Model danio pręgowanego cukrzycy i pamięci metabolicznej

Pamięć metaboliczna to zjawisko, dzięki któremu powikłania cukrzycowe utrzymują się i postępują bez przeszkód, nawet po osiągnięciu euglikemii farmaceutycznie. W tym miejscu opisujemy model danio pręgowanego z cukrzycą, który jest wyjątkowy, ponieważ pozwala na badanie mitotycznie przenoszonych składników epigenetycznych pamięci metabolicznej in vivo.

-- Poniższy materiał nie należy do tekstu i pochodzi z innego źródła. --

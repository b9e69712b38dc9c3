//! MPQ path hash CLI
//!
//! Usage: mpqname_hash <PATH>...
//!
//! Prints the table index, hash A, hash B and file key hashes of each path,
//! e.g. to derive search targets from a known name or to verify a result.
//!
//! Example: mpqname_hash "levels\l1data\hero1.dun"

use mpqname_brute::{CryptTable, HashType, hash};
use std::env;
use std::process::ExitCode;

fn main() -> ExitCode {
    let args: Vec<String> = env::args().collect();

    if args.len() < 2 || args[1] == "--help" || args[1] == "-h" {
        let program = args.first().map(String::as_str).unwrap_or("mpqname_hash");
        eprintln!("Usage: {} <PATH>...", program);
        return ExitCode::from(2);
    }

    let table = CryptTable::new();
    for path in &args[1..] {
        println!("{}", path);
        for hash_type in HashType::ALL {
            println!(
                "  {:<10} 0x{:08X}",
                format!("{:?}", hash_type),
                hash(path.as_bytes(), hash_type, &table)
            );
        }
    }

    ExitCode::SUCCESS
}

Ogólnym celem tej procedury jest wygenerowanie modelu danio pręgowanego z cukrzycą typu pierwszego, który można wykorzystać do odkrycia molekularnych podstaw powikłań cukrzycy, a co ważniejsze, określenia genetycznych podstaw ich trwałości. Osiąga się to poprzez wywołanie hiperglikemii za pomocą serii wstrzyknięć leku przeciwcukrzycowego STZ i inkubację ryb w obniżonej temperaturze. Następnie, po trzech tygodniach, określa się poziom glukozy we krwi na czczo, aby upewnić się, że stan hiperglikemii został wywołany i lek został odstawiony w celu zainicjowania regeneracji komórek beta.

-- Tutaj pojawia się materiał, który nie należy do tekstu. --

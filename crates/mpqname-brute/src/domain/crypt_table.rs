//! MPQ crypt table
//!
//! The table is filled once from a linear-congruential generator and is
//! read-only afterwards, so a single instance can be shared by reference
//! across all search workers.

use crate::constants::{
    CRYPT_TABLE_MODULUS, CRYPT_TABLE_ROUNDS, CRYPT_TABLE_SEED, CRYPT_TABLE_SIZE,
};
use crate::domain::hash::HashType;

/// Lookup table of 0x500 pseudo-random words
#[derive(Clone, PartialEq, Eq)]
pub struct CryptTable {
    words: [u32; CRYPT_TABLE_SIZE],
}

impl CryptTable {
    /// Build the table
    ///
    /// Each base index 0..0x100 receives 5 words spaced 0x100 apart.
    /// Every word consumes two generator steps: the first supplies the
    /// high 16 bits, the second the low 16 bits.
    pub fn new() -> Self {
        let mut words = [0u32; CRYPT_TABLE_SIZE];
        let mut seed = CRYPT_TABLE_SEED;

        for base in 0..0x100 {
            for round in 0..CRYPT_TABLE_ROUNDS {
                seed = next_seed(seed);
                let high = (seed & 0xFFFF) << 16;
                seed = next_seed(seed);
                let low = seed & 0xFFFF;
                words[base + round * 0x100] = high | low;
            }
        }

        Self { words }
    }

    /// Word used when hashing `byte` with the given hash type
    #[inline(always)]
    pub fn lookup(&self, hash_type: HashType, byte: u8) -> u32 {
        self.words[hash_type.offset() + byte as usize]
    }

    /// Raw word at `index`
    pub fn get(&self, index: usize) -> Option<u32> {
        self.words.get(index).copied()
    }

    /// All words of the table
    pub fn as_slice(&self) -> &[u32] {
        &self.words
    }
}

impl Default for CryptTable {
    fn default() -> Self {
        Self::new()
    }
}

impl std::fmt::Debug for CryptTable {
    fn fmt(&self, f: &mut std::fmt::Formatter<'_>) -> std::fmt::Result {
        f.debug_struct("CryptTable")
            .field("len", &self.words.len())
            .field("first", &format_args!("{:#010X}", self.words[0]))
            .finish()
    }
}

#[inline]
fn next_seed(seed: u32) -> u32 {
    // seed < 0x2AAAAB, so seed * 125 + 3 stays well below 2^32
    (seed * 125 + 3) % CRYPT_TABLE_MODULUS
}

Następnie płetwa ogonowa jest amputowana i pozostawia się jej regenerację w celu wyizolowania genetycznie przenoszonych składników pamięci metabolicznej i usunięcia potencjalnie komplikujących czynników poprzedniego środowiska hiperglikemicznego. Na koniec przeprowadza się test regeneracji płetw w celu udokumentowania trwałego zmniejszenia regeneracji płetw i zidentyfikowania indukowanych zmian w transektowanej tkance za pomocą interesującego testu. Główną przewagą modelu danio pręgowanego z cukrzycą nad istniejącymi jest to, że pamięć metaboliczną można badać w prawdziwym środowisku glikemicznym U latem w porównaniu z tym, co można zaobserwować u pacjentów po przeszczepie trzustki.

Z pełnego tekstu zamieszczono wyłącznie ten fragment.